The crown that won the HIV battle

Swapna Majumdar, CNS Special Correspondent, India
Barbara Kemigisa
Photo credit: Swapna Majumdar
She is not traumatised by it, nor does she want to hide it. On the contrary, Barbara Kemigisa wants the whole world to know that she has the Human Immunodeficiency Virus (HIV) infection. In fact, the 33-year-old flaunts it by wearing a victory crown made with empty bottles of antiretroviral (ARV) drugs used to treat the infection and leftover pills. “I’m not afraid of the stigma of living with HIV. I want people to know my status so that they can see that people living with HIV don’t need to wither away and die. By wearing this crown, I can attract attention without saying a word,” says Kemigisa.

This innovative strategy certainly worked for her during the recent International Conference on Population and Development (ICPD+25) Summit in Nairobi. The petite Kemigisa was the cynosure of all eyes. Invited by UNFPA to speak on her experience and ways to ensure inclusive, effective and transformative HIV/AIDS responses, the HIV activist from Uganda grabbed eyeballs not just with her novel headgear and her outfit (a dress with 120 ARV bottles), but also with her inspiring story. “I wanted to give the message that there is no shame in living with HIV and we, too, can live with dignity,” says Kemigisa.

In Uganda, women are disproportionally affected by HIV. Of the 1.3 million adults living with HIV, 59.23 per cent are women. According to the latest figures, new HIV infections among young women aged 15–24 years are more than double those among young men. There were 14, 000 new infections among young women as compared to 5000 among young men. An estimated 50,000 new infections occur in Uganda every year, according to the Ministry of Public Health in Kampala.

Life changed for Kemigisa when she was diagnosed with HIV. “I was sexually abused by my uncles when I was 11. I thought it was a game and was bribed with sweets and pancakes into secrecy and consent. As I grew older, I began having unsafe sex with other men. I had no idea that I could land into trouble. When I became pregnant the first time, I had no idea what it meant,” recalls Kemigisa.

Then in school, the 15-year-old was tricked into going to hospital by her family and given an injection to go into labour. “I gave birth but I don’t know what happened to the baby. I came home and went back to school. This was the worst period for me. Suddenly, no one wanted to talk to me anymore. I felt unwanted even at home. So, I ran away and began living on the streets of Kampala,” recounts Kemigisa.

During this time she became pregnant for the second time and returned home. During an antenatal check up, Kemigisa, then 22 years old, learnt that she had tested positive for HIV. “But I didn’t panic. I knew the family would not accept me. So I went back on the streets and gave birth. My daughter tested positive and has been on ARV drugs since she was 8 months old.”

But instead of wallowing in self pity, Kemigisa turned this adversity into an opportunity to focus attention on the issue. She started reaching out to young girls and boys, using her crown and outfit to talk about the need for safe sex. “I wanted to share my story so that others would learn from my experience.”
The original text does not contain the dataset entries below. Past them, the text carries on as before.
//! Common test utilities for integration tests
//!
//! This module provides shared infrastructure for integration tests:
//! - Private in-memory SQLite database with migrations applied
//! - In-memory session store
//! - Stub AI generator
//! - Request helpers that carry the session cookie between calls

#![allow(dead_code)]

use async_trait::async_trait;
use axum::{
    body::Body,
    http::{header, HeaderMap, Method, Request, StatusCode},
    Router,
};
use serde_json::{json, Value};
use sqlx::SqlitePool;
use std::{collections::HashMap, sync::Arc};
use taskboard_api::{
    app::{build_router, AppState},
    config::Config,
};
use taskboard_shared::{
    ai::{AiError, DescriptionGenerator},
    db::{
        migrations::run_migrations,
        pool::{create_pool, DatabaseConfig},
    },
    session::MemorySessionStore,
};
use tower::Service as _;

pub const TEST_SECRET: &str = "integration-test-secret-key-0123456789";
pub const TEST_PASSWORD: &str = "password123";

/// How the stub generator answers
#[derive(Debug, Clone, Copy)]
pub enum AiMode {
    /// No generator configured
    Disabled,
    /// Echoes the title back
    Echo,
    /// Fails like an unreachable provider
    Failing,
}

/// Stub description generator
pub struct StubGenerator {
    fail: bool,
}

#[async_trait]
impl DescriptionGenerator for StubGenerator {
    async fn generate(&self, title: &str) -> Result<String, AiError> {
        if self.fail {
            Err(AiError::Provider {
                status: 502,
                body: "upstream unavailable".to_string(),
            })
        } else {
            Ok(format!("Steps to complete: {}", title))
        }
    }
}

/// Test context containing all necessary resources
pub struct TestContext {
    pub db: SqlitePool,
    pub sessions: Arc<MemorySessionStore>,
    pub app: Router,
    pub config: Config,
}

/// A fully read response
pub struct TestResponse {
    pub status: StatusCode,
    pub headers: HeaderMap,
    pub body: Value,
}

impl TestResponse {
    /// `name=value` pair of the session cookie set by this response
    pub fn session_cookie(&self) -> Option<String> {
        self.headers
            .get(header::SET_COOKIE)
            .and_then(|value| value.to_str().ok())
            .and_then(|value| value.split(';').next())
            .map(str::to_string)
    }

    /// The `message` field of an error body
    pub fn message(&self) -> &str {
        self.body["message"].as_str().unwrap_or_default()
    }
}

/// A logged-in user
pub struct TestUser {
    pub id: i64,
    pub username: String,
    pub cookie: String,
}

pub fn test_config(vars: &[(&str, &str)]) -> Config {
    let mut map: HashMap<String, String> = HashMap::new();
    map.insert("SECRET_KEY".to_string(), TEST_SECRET.to_string());
    for (key, value) in vars {
        map.insert(key.to_string(), value.to_string());
    }
    Config::from_lookup(|key| map.get(key).cloned()).unwrap()
}

impl TestContext {
    /// Creates a new test context with a fresh database and no AI provider
    pub async fn new() -> Self {
        Self::with_ai(AiMode::Disabled).await
    }

    pub async fn with_ai(mode: AiMode) -> Self {
        let config = test_config(&[]);

        let db = create_pool(DatabaseConfig::in_memory()).await.unwrap();
        run_migrations(&db).await.unwrap();

        let sessions = Arc::new(MemorySessionStore::new());

        let mut state = AppState::new(db.clone(), config.clone(), sessions.clone());
        match mode {
            AiMode::Disabled => {}
            AiMode::Echo => state = state.with_ai(Arc::new(StubGenerator { fail: false })),
            AiMode::Failing => state = state.with_ai(Arc::new(StubGenerator { fail: true })),
        }

        TestContext {
            db,
            sessions,
            app: build_router(state),
            config,
        }
    }

    /// Sends a request and reads the JSON body (Null when empty)
    pub async fn request(
        &self,
        method: Method,
        uri: &str,
        cookie: Option<&str>,
        body: Option<Value>,
    ) -> TestResponse {
        let mut builder = Request::builder().method(method).uri(uri);
        if let Some(cookie) = cookie {
            builder = builder.header(header::COOKIE, cookie);
        }

        let request = match body {
            Some(body) => builder
                .header(header::CONTENT_TYPE, "application/json")
                .body(Body::from(body.to_string()))
                .unwrap(),
            None => builder.body(Body::empty()).unwrap(),
        };

        let response = self.app.clone().call(request).await.unwrap();
        let status = response.status();
        let headers = response.headers().clone();

        let bytes = axum::body::to_bytes(response.into_body(), usize::MAX)
            .await
            .unwrap();
        let body = if bytes.is_empty() {
            Value::Null
        } else {
            serde_json::from_slice(&bytes).unwrap_or_else(|_| {
                Value::String(String::from_utf8_lossy(&bytes).into_owned())
            })
        };

        TestResponse {
            status,
            headers,
            body,
        }
    }

    pub async fn get(&self, uri: &str, cookie: Option<&str>) -> TestResponse {
        self.request(Method::GET, uri, cookie, None).await
    }

    pub async fn post(&self, uri: &str, cookie: Option<&str>, body: Value) -> TestResponse {
        self.request(Method::POST, uri, cookie, Some(body)).await
    }

    pub async fn patch(&self, uri: &str, cookie: Option<&str>, body: Value) -> TestResponse {
        self.request(Method::PATCH, uri, cookie, Some(body)).await
    }

    pub async fn delete(&self, uri: &str, cookie: Option<&str>) -> TestResponse {
        self.request(Method::DELETE, uri, cookie, None).await
    }

    /// Signs up `username` and returns the logged-in user
    pub async fn signup(&self, username: &str) -> TestUser {
        let response = self
            .post(
                "/api/signup",
                None,
                json!({
                    "username": username,
                    "email": format!("{}@example.com", username),
                    "password": TEST_PASSWORD,
                }),
            )
            .await;
        assert_eq!(response.status, StatusCode::CREATED, "{}", response.body);

        TestUser {
            id: response.body["id"].as_i64().unwrap(),
            username: username.to_string(),
            cookie: response.session_cookie().unwrap(),
        }
    }

    /// Creates a project through the API and returns its ID
    pub async fn create_project(&self, user: &TestUser, body: Value) -> i64 {
        let response = self.post("/api/projects", Some(&user.cookie), body).await;
        assert_eq!(response.status, StatusCode::CREATED, "{}", response.body);
        response.body["id"].as_i64().unwrap()
    }

    /// Creates a task through the API and returns its ID
    pub async fn create_task(&self, user: &TestUser, project_id: i64, body: Value) -> i64 {
        let response = self
            .post(
                &format!("/api/projects/{}/tasks", project_id),
                Some(&user.cookie),
                body,
            )
            .await;
        assert_eq!(response.status, StatusCode::CREATED, "{}", response.body);
        response.body["id"].as_i64().unwrap()
    }
}
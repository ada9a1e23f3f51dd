// 📥 Import - CSV loading and development seed data
//
// CSV columns (header row required):
//   date, description, amount, account[, category, notes, currency]
//
// Rows are parsed and validated up front; nothing is written until the
// whole file is known to be good.

use chrono::{Duration, NaiveDate};
use serde::Deserialize;
use std::path::Path;
use tracing::info;

use crate::entities::transaction::validate_currency;
use crate::entities::NewTransaction;
use crate::error::{Error, Result};
use crate::session::Core;
use crate::temporal;

/// Author recorded on seeded transactions.
pub const SEED_AUTHOR: &str = "seed-script";

/// Author recorded on CSV imports.
pub const IMPORT_AUTHOR: &str = "csv-import";

#[derive(Debug, Deserialize)]
struct CsvRow {
    date: String,
    #[serde(default)]
    description: String,
    amount: f64,
    account: String,
    #[serde(default)]
    category: Option<String>,
    #[serde(default)]
    notes: Option<String>,
    #[serde(default)]
    currency: Option<String>,
}

fn non_blank(value: Option<String>) -> Option<String> {
    value
        .map(|v| v.trim().to_string())
        .filter(|v| !v.is_empty())
}

impl CsvRow {
    fn into_transaction(self, default_currency: &str) -> Result<NewTransaction> {
        let date = temporal::parse_date(&self.date)?;
        let currency = non_blank(self.currency)
            .map(|c| c.to_uppercase())
            .unwrap_or_else(|| default_currency.to_string());
        validate_currency(&currency)?;

        let mut tx = NewTransaction::new(self.amount, date, self.account.trim(), currency)
            .with_description(self.description.trim())
            .with_author(IMPORT_AUTHOR);
        tx.category = non_blank(self.category);
        tx.notes = non_blank(self.notes);
        tx.validate()?;
        Ok(tx)
    }
}

/// Parse every row of `csv_path`. The first invalid row aborts the load with
/// its line number.
pub fn load_csv(csv_path: &Path, default_currency: &str) -> Result<Vec<NewTransaction>> {
    let mut rdr = csv::Reader::from_path(csv_path)?;
    let mut transactions = Vec::new();

    for (index, result) in rdr.deserialize::<CsvRow>().enumerate() {
        let line = index + 2;
        let row = result?;
        let tx = row
            .into_transaction(default_currency)
            .map_err(|e| Error::Validation(format!("line {}: {}", line, e)))?;
        transactions.push(tx);
    }

    info!(path = %csv_path.display(), rows = transactions.len(), "csv loaded");
    Ok(transactions)
}

/// Record each transaction through `core`. Run it in atomic mode to make the
/// import all-or-nothing.
pub fn import_transactions(core: &Core, transactions: &[NewTransaction]) -> Result<usize> {
    let store = core.transaction();
    for tx in transactions {
        store.record(tx)?;
    }
    Ok(transactions.len())
}

/// Sample data for development, dated relative to `today`.
pub fn seed_transactions(core: &Core, today: NaiveDate, currency: &str) -> Result<usize> {
    let samples: &[(i64, &str, f64, &str, &str, Option<&str>)] = &[
        (1, "Coffee at Starbucks", -6.50, "Personal", "Food", Some("Morning coffee before work")),
        (2, "Grocery shopping", -123.45, "Household", "Food", Some("Weekly groceries at FairPrice")),
        (3, "Taxi to airport", -28.00, "Personal", "Transport", None),
        (5, "Netflix subscription", -16.98, "Household", "Entertainment", Some("Monthly subscription")),
        (6, "Lunch at hawker center", -5.00, "Personal", "Food", None),
        (7, "Electricity bill", -82.50, "Household", "Utilities", Some("SP Group monthly bill")),
        (10, "Bookstore purchase", -34.90, "Personal", "Shopping", Some("Two technical books")),
        (12, "Doctor consultation", -45.00, "Personal", "Healthcare", Some("Annual checkup")),
        (14, "MRT card top-up", -50.00, "Personal", "Transport", None),
        (15, "Internet bill", -49.90, "Household", "Utilities", Some("Singtel fiber broadband")),
        (18, "Restaurant dinner", -78.50, "Personal", "Food", Some("Dinner with friends")),
        (20, "Clothing purchase", -89.00, "Personal", "Shopping", Some("Uniqlo sale")),
        (22, "Movie tickets", -24.00, "Personal", "Entertainment", Some("Weekend movie")),
        (25, "Pharmacy", -18.50, "Personal", "Healthcare", Some("Vitamins and supplements")),
        (26, "Salary", 4200.00, "Personal", "Income", None),
        (28, "Grab ride", -12.30, "Personal", "Transport", None),
    ];

    let store = core.transaction();
    for (days_ago, description, amount, account, category, notes) in samples {
        let mut tx = NewTransaction::new(*amount, today - Duration::days(*days_ago), *account, currency)
            .with_description(*description)
            .with_category(*category)
            .with_author(SEED_AUTHOR);
        tx.notes = notes.map(String::from);
        store.record(&tx)?;
    }

    info!(count = samples.len(), "seed transactions recorded");
    Ok(samples.len())
}

#[cfg(test)]
mod tests {
    use super::*;
    use crate::db::Database;
    use crate::entities::TransactionFilter;
    use std::io::Write;

    fn write_csv(contents: &str) -> tempfile::NamedTempFile {
        let mut file = tempfile::NamedTempFile::new().unwrap();
        file.write_all(contents.as_bytes()).unwrap();
        file
    }

    #[test]
    fn test_load_csv_with_optional_columns() {
        let file = write_csv(
            "date,description,amount,account,category,notes,currency\n\
             2025-12-01,Lunch,-12.50,Personal,Food,,\n\
             2025-12-02,Refund,30,Household,,Returned lamp,usd\n",
        );

        let rows = load_csv(file.path(), "SGD").unwrap();
        assert_eq!(rows.len(), 2);

        assert_eq!(rows[0].currency, "SGD");
        assert_eq!(rows[0].category.as_deref(), Some("Food"));
        assert_eq!(rows[0].notes, None);
        assert_eq!(rows[0].author, IMPORT_AUTHOR);

        assert_eq!(rows[1].currency, "USD");
        assert_eq!(rows[1].category, None);
        assert_eq!(rows[1].notes.as_deref(), Some("Returned lamp"));
    }

    #[test]
    fn test_load_csv_minimal_columns() {
        let file = write_csv("date,description,amount,account\n2025-12-01,Bus,-1.2,Personal\n");

        let rows = load_csv(file.path(), "EUR").unwrap();
        assert_eq!(rows[0].currency, "EUR");
        assert_eq!(rows[0].category, None);
    }

    #[test]
    fn test_load_csv_reports_bad_line() {
        let file = write_csv(
            "date,description,amount,account\n\
             2025-12-01,Bus,-1.2,Personal\n\
             01/12/2025,Bus,-1.2,Personal\n",
        );

        let err = load_csv(file.path(), "SGD").unwrap_err();
        assert!(err.to_string().contains("line 3"));
    }

    #[test]
    fn test_import_is_all_or_nothing_in_atomic_mode() {
        let dir = tempfile::tempdir().unwrap();
        let db = Database::new(dir.path().join("memogarden.db"));
        db.init().unwrap();

        let file = write_csv("date,description,amount,account\n2025-12-01,Bus,-1.2,Personal\n");
        let rows = load_csv(file.path(), "SGD").unwrap();

        let imported = db.atomic(|core| import_transactions(core, &rows)).unwrap();
        assert_eq!(imported, 1);

        let result: Result<usize> = db.atomic(|core| {
            import_transactions(core, &rows)?;
            let mut broken = rows[0].clone();
            broken.currency = "??".to_string();
            import_transactions(core, &[broken])
        });
        assert!(result.is_err());

        let listed = db
            .core()
            .unwrap()
            .transaction()
            .list(&TransactionFilter::default(), 100, 0)
            .unwrap();
        assert_eq!(listed.len(), 1);
    }

    #[test]
    fn test_seed_dates_relative_to_today() {
        let conn = crate::db::open_in_memory().unwrap();
        let core = Core::new(conn);
        let today = temporal::parse_date("2025-12-31").unwrap();

        let count = seed_transactions(&core, today, "SGD").unwrap();
        assert_eq!(count, 16);

        let listed = core
            .transaction()
            .list(&TransactionFilter::default(), 100, 0)
            .unwrap();
        assert_eq!(listed.len(), 16);
        assert_eq!(listed[0].transaction_date, temporal::parse_date("2025-12-30").unwrap());
        assert!(listed.iter().all(|tx| tx.author == SEED_AUTHOR));
        assert_eq!(
            core.transaction().accounts().unwrap(),
            vec!["Household", "Personal"]
        );
    }
}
She began appearing in TV and radio shows and speaking at schools and churches. Here, she would underline the need to remain positive and adhere to treatment for a healthy life. She has also travelled outside Uganda to share her story and presented her innovation of recycling ARV bottles at various international like the 2015 international conference on recycling and waste management in Singapore and several international AIDS conferences. Kemigisa’s innovative recycling of empty ARV bottles has been adopted by six youth groups in Uganda. Her innovative ideas and drive to help others won her the Mandela Washington Fellowship in 2018 to study civic leadership at Wagner College in New York.

Support from her husband made it easier for her, says Kemigisa. “My husband always boosts my morale and helps me create new things with the empty bottles. He is HIV negative and my son, born three years ago, is also negative. This was possible because I did not stop taking medication. Girls living with HIV can live their dreams, marry and have children just like me”.

One of the reasons why Kemigisa founded Pill Power Uganda was to underscore the importance of treatment adherence. The organization pushes for greater awareness on the need for proper medication and its adherence, facilitates peer interaction and, capacity building and skill development.

She has reached out about 50,000 people through talks, social media and her organization. “I always give out my phone number. This helps them talk to me. I have counselled many who came to me. Some even stayed with me for months. Even my 10-year-old daughter has helped many get back on track. She, too, has become a HIV activist.”

Kemigisa says that her daughter never blamed her for being HIV positive. “She wasn’t angry at me. I told her my whole story and since I was a single mother for a long time, she would accompany me to the talks. So she understands everything. In fact, she composes songs of hope and is an activist for children’s well being and rights. I still remember how she inspired a young man some years ago to resume his medication by telling him that she had been taking two and half tablet every day since she was eight months. The young man broke down and promised to adhere to his treatment. Today, he is healthy and always says that he owes his good health to my daughter. I am really proud of her.”